▶ **Task description**
Output the data below in full, byte for byte. Nothing may differ.

▶ **Study material**
//! In-process upstream double for tests: an axum server on an ephemeral localhost port that
//! records every request it receives and answers with one canned response.

use anyhow::Context as _;
use axum::Router;
use axum::body::Bytes;
use axum::extract::State;
use axum::http::{HeaderMap, Method, StatusCode, Uri, header};
use axum::response::{IntoResponse, Response};
use parking_lot::Mutex;
use serde_json::Value;
use std::sync::Arc;
use tokio::net::TcpListener;
use tokio::sync::oneshot;

#[derive(Debug, Clone)]
pub struct CannedResponse {
    pub status: u16,
    pub content_type: &'static str,
    pub body: String,
}

impl CannedResponse {
    /// `200 OK` with a JSON body.
    #[must_use]
    pub fn json(body: Value) -> Self {
        Self {
            status: 200,
            content_type: "application/json",
            body: body.to_string(),
        }
    }

    #[must_use]
    pub fn text(status: u16, body: &str) -> Self {
        Self {
            status,
            content_type: "text/plain",
            body: body.to_string(),
        }
    }
}

#[derive(Debug, Clone)]
pub struct RecordedRequest {
    pub method: String,
    pub path: String,
    pub query: Option<String>,
    pub headers: Vec<(String, String)>,
    pub body: Vec<u8>,
}

impl RecordedRequest {
    #[must_use]
    pub fn header(&self, name: &str) -> Option<&str> {
        self.headers
            .iter()
            .find(|(k, _)| k.eq_ignore_ascii_case(name))
            .map(|(_, v)| v.as_str())
    }

    #[must_use]
    pub fn body_text(&self) -> String {
        String::from_utf8_lossy(&self.body).into_owned()
    }

    #[must_use]
    pub fn body_json(&self) -> Option<Value> {
        serde_json::from_slice(&self.body).ok()
    }
}

struct MockState {
    reply: CannedResponse,
    requests: Mutex<Vec<RecordedRequest>>,
}

/// Running mock upstream. Shuts down when dropped.
pub struct MockUpstream {
    base_url: String,
    state: Arc<MockState>,
    shutdown: Option<oneshot::Sender<()>>,
}

impl MockUpstream {
    /// Bind `127.0.0.1:0` and start serving `reply` for every request.
    ///
    /// # Errors
    ///
    /// Returns an error if the listener cannot be bound.
    pub async fn start(reply: CannedResponse) -> anyhow::Result<Self> {
        let listener = TcpListener::bind("127.0.0.1:0")
            .await
            .context("bind mock upstream")?;
        let addr = listener.local_addr().context("mock upstream local_addr")?;

        let state = Arc::new(MockState {
            reply,
            requests: Mutex::new(Vec::new()),
        });
        let app = Router::new().fallback(record).with_state(state.clone());

        let (shutdown_tx, shutdown_rx) = oneshot::channel::<()>();
        let server = axum::serve(listener, app).with_graceful_shutdown(async move {
            let _ = shutdown_rx.await;
        });
        tokio::spawn(async move {
            let _ = server.await;
        });

        Ok(Self {
            base_url: format!("http://{addr}"),
            state,
            shutdown: Some(shutdown_tx),
        })
    }

    #[must_use]
    pub fn base_url(&self) -> &str {
        &self.base_url
    }

    /// Snapshot of the requests received so far, in arrival order.
    #[must_use]
    pub fn requests(&self) -> Vec<RecordedRequest> {
        self.state.requests.lock().clone()
    }
}

impl Drop for MockUpstream {
    fn drop(&mut self) {
        if let Some(tx) = self.shutdown.take() {
            let _ = tx.send(());
        }
    }
}

async fn record(
    State(state): State<Arc<MockState>>,
    method: Method,
    uri: Uri,
    headers: HeaderMap,
    body: Bytes,
) -> Response {
    let headers = headers
        .iter()
        .map(|(k, v)| {
            (
                k.as_str().to_string(),
                String::from_utf8_lossy(v.as_bytes()).into_owned(),
            )
        })
        .collect();
    state.requests.lock().push(RecordedRequest {
        method: method.as_str().to_string(),
        path: uri.path().to_string(),
        query: uri.query().map(str::to_string),
        headers,
        body: body.to_vec(),
    });

    let reply = &state.reply;
    let status = StatusCode::from_u16(reply.status).unwrap_or(StatusCode::INTERNAL_SERVER_ERROR);
    (
        status,
        [(header::CONTENT_TYPE, reply.content_type)],
        reply.body.clone(),
    )
        .into_response()
}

▶ **Response**
//! In-process upstream double for tests: an axum server on an ephemeral localhost port that
//! records every request it receives and answers with one canned response.

use anyhow::Context as _;
use axum::Router;
use axum::body::Bytes;
use axum::extract::State;
use axum::http::{HeaderMap, Method, StatusCode, Uri, header};
use axum::response::{IntoResponse, Response};
use parking_lot::Mutex;
use serde_json::Value;
use std::sync::Arc;
use tokio::net::TcpListener;
use tokio::sync::oneshot;

#[derive(Debug, Clone)]
pub struct CannedResponse {
    pub status: u16,
    pub content_type: &'static str,
    pub body: String,
}

impl CannedResponse {
    /// `200 OK` with a JSON body.
    #[must_use]
    pub fn json(body: Value) -> Self {
        Self {
            status: 200,
            content_type: "application/json",
            body: body.to_string(),
        }
    }

    #[must_use]
    pub fn text(status: u16, body: &str) -> Self {
        Self {
            status,
            content_type: "text/plain",
            body: body.to_string(),
        }
    }
}

#[derive(Debug, Clone)]
pub struct RecordedRequest {
    pub method: String,
    pub path: String,
    pub query: Option<String>,
    pub headers: Vec<(String, String)>,
    pub body: Vec<u8>,
}

impl RecordedRequest {
    #[must_use]
    pub fn header(&self, name: &str) -> Option<&str> {
        self.headers
            .iter()
            .find(|(k, _)| k.eq_ignore_ascii_case(name))
            .map(|(_, v)| v.as_str())
    }

    #[must_use]
    pub fn body_text(&self) -> String {
        String::from_utf8_lossy(&self.body).into_owned()
    }

    #[must_use]
    pub fn body_json(&self) -> Option<Value> {
        serde_json::from_slice(&self.body).ok()
    }
}

struct MockState {
    reply: CannedResponse,
    requests: Mutex<Vec<RecordedRequest>>,
}

/// Running mock upstream. Shuts down when dropped.
pub struct MockUpstream {
    base_url: String,
    state: Arc<MockState>,
    shutdown: Option<oneshot::Sender<()>>,
}

impl MockUpstream {
    /// Bind `127.0.0.1:0` and start serving `reply` for every request.
    ///
    /// # Errors
    ///
    /// Returns an error if the listener cannot be bound.
    pub async fn start(reply: CannedResponse) -> anyhow::Result<Self> {
        let listener = TcpListener::bind("127.0.0.1:0")
            .await
            .context("bind mock upstream")?;
        let addr = listener.local_addr().context("mock upstream local_addr")?;

        let state = Arc::new(MockState {
            reply,
            requests: Mutex::new(Vec::new()),
        });
        let app = Router::new().fallback(record).with_state(state.clone());

        let (shutdown_tx, shutdown_rx) = oneshot::channel::<()>();
        let server = axum::serve(listener, app).with_graceful_shutdown(async move {
            let _ = shutdown_rx.await;
        });
        tokio::spawn(async move {
            let _ = server.await;
        });

        Ok(Self {
            base_url: format!("http://{addr}"),
            state,
            shutdown: Some(shutdown_tx),
        })
    }

    #[must_use]
    pub fn base_url(&self) -> &str {
        &self.base_url
    }

    /// Snapshot of the requests received so far, in arrival order.
    #[must_use]
    pub fn requests(&self) -> Vec<RecordedRequest> {
        self.state.requests.lock().clone()
    }
}

impl Drop for MockUpstream {
    fn drop(&mut self) {
        if let Some(tx) = self.shutdown.take() {
            let _ = tx.send(());
        }
    }
}

async fn record(
    State(state): State<Arc<MockState>>,
    method: Method,
    uri: Uri,
    headers: HeaderMap,
    body: Bytes,
) -> Response {
    let headers = headers
        .iter()
        .map(|(k, v)| {
            (
                k.as_str().to_string(),
                String::from_utf8_lossy(v.as_bytes()).into_owned(),
            )
        })
        .collect();
    state.requests.lock().push(RecordedRequest {
        method: method.as_str().to_string(),
        path: uri.path().to_string(),
        query: uri.query().map(str::to_string),
        headers,
        body: body.to_vec(),
    });

    let reply = &state.reply;
    let status = StatusCode::from_u16(reply.status).unwrap_or(StatusCode::INTERNAL_SERVER_ERROR);
    (
        status,
        [(header::CONTENT_TYPE, reply.content_type)],
        reply.body.clone(),
    )
        .into_response()
}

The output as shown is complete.